Martin AmisSull’Ulisse di James Joyce, Amis ha il coraggio di porre e porsi la domanda che tutti hanno in gola e magari mai viene fuori: «Da chi è composto, al giorno d’oggi, lo zoccolo duro dei lettori di questo romanzo? Chi lo legge? Chi si accoccola con l’Ulisse tra le mani? Questo libro – continua il narratore-critico che vive tra Londra e l’Uruguay – viene studiato da cima a fondo, viene aperto e scucito da tutte le parti, è stato ampiamente decostruito. Ma chi lo legge per puro piacere? Conosco un poeta che lo porta sempre con sé, in valigetta; conosco un romanziere che la sera, prima di coricarsi, lo consulta brevemente; conosco un saggista che lo ostenta spiritosamente sulla mensola del bagno. Ma queste persone lo hanno letto per intero? Per la verità l’opera di Joyce non va incontro al lettore. Tutti sanno che Joyce è uno scrittore per scrittori… un genio… lo ha scritto perché gli piaceva, punto e basta. È una cosa che tutti gli scrittori fanno, o aspirano a farlo, o farebbero se ne avessero il coraggio. Joyce è l’unico che l’ha fatto con tanta dissennata maestria».

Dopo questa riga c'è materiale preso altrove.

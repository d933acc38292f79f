pub(crate) const GLYPH_WIDTH: i32 = 5;
pub(crate) const GLYPH_HEIGHT: i32 = 7;
const GLYPH_SPACING: i32 = 1;
const LINE_SPACING: i32 = 3;

pub(crate) const fn glyph_advance(scale: i32) -> i32 {
    (GLYPH_WIDTH + GLYPH_SPACING) * scale
}

pub(crate) const fn line_advance(scale: i32) -> i32 {
    (GLYPH_HEIGHT + LINE_SPACING) * scale
}

/// Pixel width of a single line of `text`, trailing spacing excluded.
pub(crate) fn text_width_px(text: &str, scale: i32) -> i32 {
    let count = text.chars().count() as i32;
    if count == 0 {
        return 0;
    }
    count * glyph_advance(scale) - GLYPH_SPACING * scale
}

/// Row-major 5x7 bitmap; bit 4 is the leftmost column.
#[derive(Debug, Clone, Copy, PartialEq, Eq)]
pub(crate) struct Glyph {
    pub rows: [u8; GLYPH_HEIGHT as usize],
}

pub(crate) const SPACE_GLYPH: Glyph = Glyph { rows: [0; 7] };
pub(crate) const MISSING_GLYPH: Glyph = Glyph {
    rows: [0x1F, 0x11, 0x11, 0x11, 0x11, 0x11, 0x1F],
};

// ' '..='~'
const ASCII_GLYPHS: [[u8; 7]; 95] = [
    [0x00, 0x00, 0x00, 0x00, 0x00, 0x00, 0x00],
    [0x04, 0x04, 0x04, 0x04, 0x00, 0x00, 0x04],
    [0x0A, 0x0A, 0x0A, 0x00, 0x00, 0x00, 0x00],
    [0x0A, 0x0A, 0x1F, 0x0A, 0x1F, 0x0A, 0x0A],
    [0x04, 0x0F, 0x14, 0x0E, 0x05, 0x1E, 0x04],
    [0x18, 0x19, 0x02, 0x04, 0x08, 0x13, 0x03],
    [0x0C, 0x12, 0x14, 0x08, 0x15, 0x12, 0x0D],
    [0x0C, 0x04, 0x08, 0x00, 0x00, 0x00, 0x00],
    [0x02, 0x04, 0x08, 0x08, 0x08, 0x04, 0x02],
    [0x08, 0x04, 0x02, 0x02, 0x02, 0x04, 0x08],
    [0x00, 0x04, 0x15, 0x0E, 0x15, 0x04, 0x00],
    [0x00, 0x04, 0x04, 0x1F, 0x04, 0x04, 0x00],
    [0x00, 0x00, 0x00, 0x00, 0x0C, 0x04, 0x08],
    [0x00, 0x00, 0x00, 0x1F, 0x00, 0x00, 0x00],
    [0x00, 0x00, 0x00, 0x00, 0x00, 0x0C, 0x0C],
    [0x00, 0x01, 0x02, 0x04, 0x08, 0x10, 0x00],
    [0x0E, 0x11, 0x13, 0x15, 0x19, 0x11, 0x0E],
    [0x04, 0x0C, 0x04, 0x04, 0x04, 0x04, 0x0E],
    [0x0E, 0x11, 0x01, 0x02, 0x04, 0x08, 0x1F],
    [0x1F, 0x02, 0x04, 0x02, 0x01, 0x11, 0x0E],
    [0x02, 0x06, 0x0A, 0x12, 0x1F, 0x02, 0x02],
    [0x1F, 0x10, 0x1E, 0x01, 0x01, 0x11, 0x0E],
    [0x06, 0x08, 0x10, 0x1E, 0x11, 0x11, 0x0E],
    [0x1F, 0x01, 0x02, 0x04, 0x08, 0x08, 0x08],
    [0x0E, 0x11, 0x11, 0x0E, 0x11, 0x11, 0x0E],
    [0x0E, 0x11, 0x11, 0x0F, 0x01, 0x02, 0x0C],
    [0x00, 0x0C, 0x0C, 0x00, 0x0C, 0x0C, 0x00],
    [0x00, 0x0C, 0x0C, 0x00, 0x0C, 0x04, 0x08],
    [0x02, 0x04, 0x08, 0x10, 0x08, 0x04, 0x02],
    [0x00, 0x00, 0x1F, 0x00, 0x1F, 0x00, 0x00],
    [0x08, 0x04, 0x02, 0x01, 0x02, 0x04, 0x08],
    [0x0E, 0x11, 0x01, 0x02, 0x04, 0x00, 0x04],
    [0x0E, 0x11, 0x01, 0x0D, 0x15, 0x15, 0x0E],
    [0x0E, 0x11, 0x11, 0x11, 0x1F, 0x11, 0x11],
    [0x1E, 0x11, 0x11, 0x1E, 0x11, 0x11, 0x1E],
    [0x0E, 0x11, 0x10, 0x10, 0x10, 0x11, 0x0E],
    [0x1C, 0x12, 0x11, 0x11, 0x11, 0x12, 0x1C],
    [0x1F, 0x10, 0x10, 0x1E, 0x10, 0x10, 0x1F],
    [0x1F, 0x10, 0x10, 0x1E, 0x10, 0x10, 0x10],
    [0x0E, 0x11, 0x10, 0x17, 0x11, 0x11, 0x0F],
    [0x11, 0x11, 0x11, 0x1F, 0x11, 0x11, 0x11],
    [0x0E, 0x04, 0x04, 0x04, 0x04, 0x04, 0x0E],
    [0x07, 0x02, 0x02, 0x02, 0x02, 0x12, 0x0C],
    [0x11, 0x12, 0x14, 0x18, 0x14, 0x12, 0x11],
    [0x10, 0x10, 0x10, 0x10, 0x10, 0x10, 0x1F],
    [0x11, 0x1B, 0x15, 0x15, 0x11, 0x11, 0x11],
    [0x11, 0x11, 0x19, 0x15, 0x13, 0x11, 0x11],
    [0x0E, 0x11, 0x11, 0x11, 0x11, 0x11, 0x0E],
    [0x1E, 0x11, 0x11, 0x1E, 0x10, 0x10, 0x10],
    [0x0E, 0x11, 0x11, 0x11, 0x15, 0x12, 0x0D],
    [0x1E, 0x11, 0x11, 0x1E, 0x14, 0x12, 0x11],
    [0x0F, 0x10, 0x10, 0x0E, 0x01, 0x01, 0x1E],
    [0x1F, 0x04, 0x04, 0x04, 0x04, 0x04, 0x04],
    [0x11, 0x11, 0x11, 0x11, 0x11, 0x11, 0x0E],
    [0x11, 0x11, 0x11, 0x11, 0x11, 0x0A, 0x04],
    [0x11, 0x11, 0x11, 0x15, 0x15, 0x15, 0x0A],
    [0x11, 0x11, 0x0A, 0x04, 0x0A, 0x11, 0x11],
    [0x11, 0x11, 0x11, 0x0A, 0x04, 0x04, 0x04],
    [0x1F, 0x01, 0x02, 0x04, 0x08, 0x10, 0x1F],
    [0x0E, 0x08, 0x08, 0x08, 0x08, 0x08, 0x0E],
    [0x00, 0x10, 0x08, 0x04, 0x02, 0x01, 0x00],
    [0x0E, 0x02, 0x02, 0x02, 0x02, 0x02, 0x0E],
    [0x04, 0x0A, 0x11, 0x00, 0x00, 0x00, 0x00],
    [0x00, 0x00, 0x00, 0x00, 0x00, 0x00, 0x1F],
    [0x08, 0x04, 0x02, 0x00, 0x00, 0x00, 0x00],
    [0x00, 0x00, 0x0E, 0x01, 0x0F, 0x11, 0x0F],
    [0x10, 0x10, 0x16, 0x19, 0x11, 0x11, 0x1E],
    [0x00, 0x00, 0x0E, 0x10, 0x10, 0x11, 0x0E],
    [0x01, 0x01, 0x0D, 0x13, 0x11, 0x11, 0x0F],
    [0x00, 0x00, 0x0E, 0x11, 0x1F, 0x10, 0x0E],
    [0x06, 0x09, 0x08, 0x1C, 0x08, 0x08, 0x08],
    [0x00, 0x0F, 0x11, 0x11, 0x0F, 0x01, 0x0E],
    [0x10, 0x10, 0x16, 0x19, 0x11, 0x11, 0x11],
    [0x04, 0x00, 0x0C, 0x04, 0x04, 0x04, 0x0E],
    [0x02, 0x00, 0x06, 0x02, 0x02, 0x12, 0x0C],
    [0x10, 0x10, 0x12, 0x14, 0x18, 0x14, 0x12],
    [0x0C, 0x04, 0x04, 0x04, 0x04, 0x04, 0x0E],
    [0x00, 0x00, 0x1A, 0x15, 0x15, 0x11, 0x11],
    [0x00, 0x00, 0x16, 0x19, 0x11, 0x11, 0x11],
    [0x00, 0x00, 0x0E, 0x11, 0x11, 0x11, 0x0E],
    [0x00, 0x00, 0x1E, 0x11, 0x1E, 0x10, 0x10],
    [0x00, 0x00, 0x0D, 0x13, 0x0F, 0x01, 0x01],
    [0x00, 0x00, 0x16, 0x19, 0x10, 0x10, 0x10],
    [0x00, 0x00, 0x0E, 0x10, 0x0E, 0x01, 0x1E],
    [0x08, 0x08, 0x1C, 0x08, 0x08, 0x09, 0x06],
    [0x00, 0x00, 0x11, 0x11, 0x11, 0x13, 0x0D],
    [0x00, 0x00, 0x11, 0x11, 0x11, 0x0A, 0x04],
    [0x00, 0x00, 0x11, 0x11, 0x15, 0x15, 0x0A],
    [0x00, 0x00, 0x11, 0x0A, 0x04, 0x0A, 0x11],
    [0x00, 0x00, 0x11, 0x11, 0x0F, 0x01, 0x0E],
    [0x00, 0x00, 0x1F, 0x02, 0x04, 0x08, 0x1F],
    [0x02, 0x04, 0x04, 0x08, 0x04, 0x04, 0x02],
    [0x04, 0x04, 0x04, 0x04, 0x04, 0x04, 0x04],
    [0x08, 0x04, 0x04, 0x02, 0x04, 0x04, 0x08],
    [0x00, 0x00, 0x00, 0x0D, 0x12, 0x00, 0x00],
];

pub(crate) fn glyph_for(ch: char) -> Option<Glyph> {
    match ch {
        ' '..='~' => Some(ascii_glyph(ch)),
        '\u{0401}' | '\u{0410}'..='\u{044F}' | '\u{0451}' => cyrillic_glyph(ch),
        _ => None,
    }
}

fn ascii_glyph(ch: char) -> Glyph {
    let index = ch as usize - ' ' as usize;
    ASCII_GLYPHS
        .get(index)
        .map(|rows| Glyph { rows: *rows })
        .unwrap_or(SPACE_GLYPH)
}

fn cyrillic_glyph(ch: char) -> Option<Glyph> {
    if let Some(latin) = latin_lookalike(ch) {
        return Some(ascii_glyph(latin));
    }
    let rows = match ch {
        'Б' => [0x1F, 0x10, 0x10, 0x1E, 0x11, 0x11, 0x1E],
        'Г' => [0x1F, 0x10, 0x10, 0x10, 0x10, 0x10, 0x10],
        'Д' => [0x06, 0x0A, 0x0A, 0x0A, 0x0A, 0x1F, 0x11],
        'Ж' => [0x15, 0x15, 0x15, 0x0E, 0x15, 0x15, 0x15],
        'З' => [0x0E, 0x11, 0x01, 0x06, 0x01, 0x11, 0x0E],
        'И' => [0x11, 0x11, 0x13, 0x15, 0x19, 0x11, 0x11],
        'Й' => [0x0A, 0x04, 0x11, 0x13, 0x15, 0x19, 0x11],
        'Л' => [0x07, 0x09, 0x09, 0x09, 0x09, 0x09, 0x11],
        'П' => [0x1F, 0x11, 0x11, 0x11, 0x11, 0x11, 0x11],
        'У' => [0x11, 0x11, 0x11, 0x0F, 0x01, 0x11, 0x0E],
        'Ф' => [0x04, 0x0E, 0x15, 0x15, 0x15, 0x0E, 0x04],
        'Ц' => [0x12, 0x12, 0x12, 0x12, 0x12, 0x1F, 0x01],
        'Ч' => [0x11, 0x11, 0x11, 0x0F, 0x01, 0x01, 0x01],
        'Ш' => [0x15, 0x15, 0x15, 0x15, 0x15, 0x15, 0x1F],
        'Щ' => [0x15, 0x15, 0x15, 0x15, 0x15, 0x1F, 0x01],
        'Ъ' => [0x18, 0x08, 0x08, 0x0E, 0x09, 0x09, 0x0E],
        'Ы' => [0x11, 0x11, 0x11, 0x19, 0x15, 0x15, 0x19],
        'Ь' => [0x10, 0x10, 0x10, 0x1E, 0x11, 0x11, 0x1E],
        'Э' => [0x0E, 0x11, 0x01, 0x07, 0x01, 0x11, 0x0E],
        'Ю' => [0x12, 0x15, 0x15, 0x1D, 0x15, 0x15, 0x12],
        'Я' => [0x0F, 0x11, 0x11, 0x0F, 0x05, 0x09, 0x11],
        'Ё' => [0x0A, 0x1F, 0x10, 0x1E, 0x10, 0x10, 0x1F],
        'б' => [0x0F, 0x10, 0x1E, 0x11, 0x11, 0x11, 0x0E],
        'в' => [0x00, 0x00, 0x1E, 0x11, 0x1E, 0x11, 0x1E],
        'г' => [0x00, 0x00, 0x1F, 0x10, 0x10, 0x10, 0x10],
        'д' => [0x00, 0x00, 0x06, 0x0A, 0x0A, 0x1F, 0x11],
        'ж' => [0x00, 0x00, 0x15, 0x15, 0x0E, 0x15, 0x15],
        'з' => [0x00, 0x00, 0x0E, 0x01, 0x06, 0x01, 0x0E],
        'и' => [0x00, 0x00, 0x11, 0x13, 0x15, 0x19, 0x11],
        'й' => [0x0A, 0x04, 0x11, 0x13, 0x15, 0x19, 0x11],
        'к' => [0x00, 0x00, 0x11, 0x12, 0x1C, 0x12, 0x11],
        'л' => [0x00, 0x00, 0x07, 0x09, 0x09, 0x09, 0x11],
        'м' => [0x00, 0x00, 0x11, 0x1B, 0x15, 0x11, 0x11],
        'н' => [0x00, 0x00, 0x11, 0x11, 0x1F, 0x11, 0x11],
        'п' => [0x00, 0x00, 0x1F, 0x11, 0x11, 0x11, 0x11],
        'т' => [0x00, 0x00, 0x1F, 0x04, 0x04, 0x04, 0x04],
        'ф' => [0x00, 0x04, 0x0E, 0x15, 0x15, 0x0E, 0x04],
        'ц' => [0x00, 0x00, 0x12, 0x12, 0x12, 0x1F, 0x01],
        'ч' => [0x00, 0x00, 0x11, 0x11, 0x0F, 0x01, 0x01],
        'ш' => [0x00, 0x00, 0x15, 0x15, 0x15, 0x15, 0x1F],
        'щ' => [0x00, 0x00, 0x15, 0x15, 0x15, 0x1F, 0x01],
        'ъ' => [0x00, 0x00, 0x18, 0x08, 0x0E, 0x09, 0x0E],
        'ы' => [0x00, 0x00, 0x11, 0x11, 0x19, 0x15, 0x19],
        'ь' => [0x00, 0x00, 0x10, 0x10, 0x1E, 0x11, 0x1E],
        'э' => [0x00, 0x00, 0x0E, 0x01, 0x07, 0x01, 0x0E],
        'ю' => [0x00, 0x00, 0x12, 0x15, 0x1D, 0x15, 0x12],
        'я' => [0x00, 0x00, 0x0F, 0x11, 0x0F, 0x05, 0x19],
        'ё' => [0x0A, 0x00, 0x0E, 0x11, 0x1F, 0x10, 0x0E],
        _ => return None,
    };
    Some(Glyph { rows })
}

fn latin_lookalike(ch: char) -> Option<char> {
    let latin = match ch {
        'А' => 'A',
        'В' => 'B',
        'Е' => 'E',
        'К' => 'K',
        'М' => 'M',
        'Н' => 'H',
        'О' => 'O',
        'Р' => 'P',
        'С' => 'C',
        'Т' => 'T',
        'Х' => 'X',
        'а' => 'a',
        'е' => 'e',
        'о' => 'o',
        'р' => 'p',
        'с' => 'c',
        'у' => 'y',
        'х' => 'x',
        _ => return None,
    };
    Some(latin)
}

#[cfg(test)]
mod tests {
    use super::*;

    #[test]
    fn glyph_lookup_covers_ascii_printable_range() {
        for code in 32u8..=126u8 {
            let ch = char::from(code);
            assert!(
                glyph_for(ch).is_some(),
                "missing glyph for ASCII code {code} ('{ch}')"
            );
        }
    }

    #[test]
    fn glyph_lookup_covers_russian_alphabet() {
        let alphabet = "АБВГДЕЁЖЗИЙКЛМНОПРСТУФХЦЧШЩЪЫЬЭЮЯабвгдеёжзийклмнопрстуфхцчшщъыьэюя";
        for ch in alphabet.chars() {
            assert!(glyph_for(ch).is_some(), "missing glyph for '{ch}'");
        }
    }

    #[test]
    fn glyph_rows_fit_in_five_columns() {
        for code in 32u8..=126u8 {
            let glyph = glyph_for(char::from(code)).expect("glyph");
            assert!(glyph.rows.iter().all(|row| *row < 0x20));
        }
    }

    #[test]
    fn unsupported_characters_have_no_glyph() {
        assert!(glyph_for('\u{7f}').is_none());
        assert!(glyph_for('\u{1f642}').is_none());
        assert!(glyph_for('é').is_none());
    }

    #[test]
    fn text_width_counts_chars_not_bytes() {
        assert_eq!(text_width_px("", 2), 0);
        assert_eq!(text_width_px("ab", 1), 11);
        assert_eq!(text_width_px("аб", 1), 11);
        assert_eq!(text_width_px("abc", 2), 34);
    }

    #[test]
    fn lookalike_letters_share_latin_bitmaps() {
        assert_eq!(glyph_for('Н'), glyph_for('H'));
        assert_eq!(glyph_for('а'), glyph_for('a'));
        assert_ne!(glyph_for('ч'), glyph_for('y'));
    }
}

C’è poi, in questa collezione critica, il resoconto dell’incontro-intervista di Amis con Truman Capote. Toni irriverenti. Anzi, francamente maleducati. L’autore di A sangue freddo è malato e stanco, «decisamente sottotono», eppure accetta di incontrare quel giovane. Amis infierisce: «Per carità, sono tentato di dire, lasciamo stare l’intervista. Chiamiamo un’ambulanza. O lo porto io in ospedale direttamente nella mia valigetta, penso osservando quell’omino bambinesco, scalzo, in camicia da notte, un metro e sessanta per quarantacinque chili scarsi». E poi: «Di punto in bianco, Truman scompare per una lunga e complicata seduta in uno dei bagni adiacenti (la prima di varie e rumorose visite nel corso delle due ore dell’intervista)». Capote, anzi «il povero Truman», ha cominciato a scrivere da giovanissimo racconti «con la loro stucchevole ambientazione meridionale e la presenza di personaggi grottescamente cafoni»… a metà carriera ha cominciato a scrivere satire metropolitane e «ha dimostrato di essere in grado di ascoltare New York con la stessa attenzione con cui era riuscito ad ascoltare New Orleans» (sua città natale, ndr). Ebbe un litigio forte con Gore Vidal, insultò Jackie Kennedy e sua sorella minore, la principessa Lee Radziwill. La quale si vendicò, parlando di Vidal e Capote, dichiarando con nonchalance a un giornalista: «Sono due checche. Una cosa disgustosa». Altrettanto lo è la cronaca che Amis ha fatto dell’incontro con Capote. O no?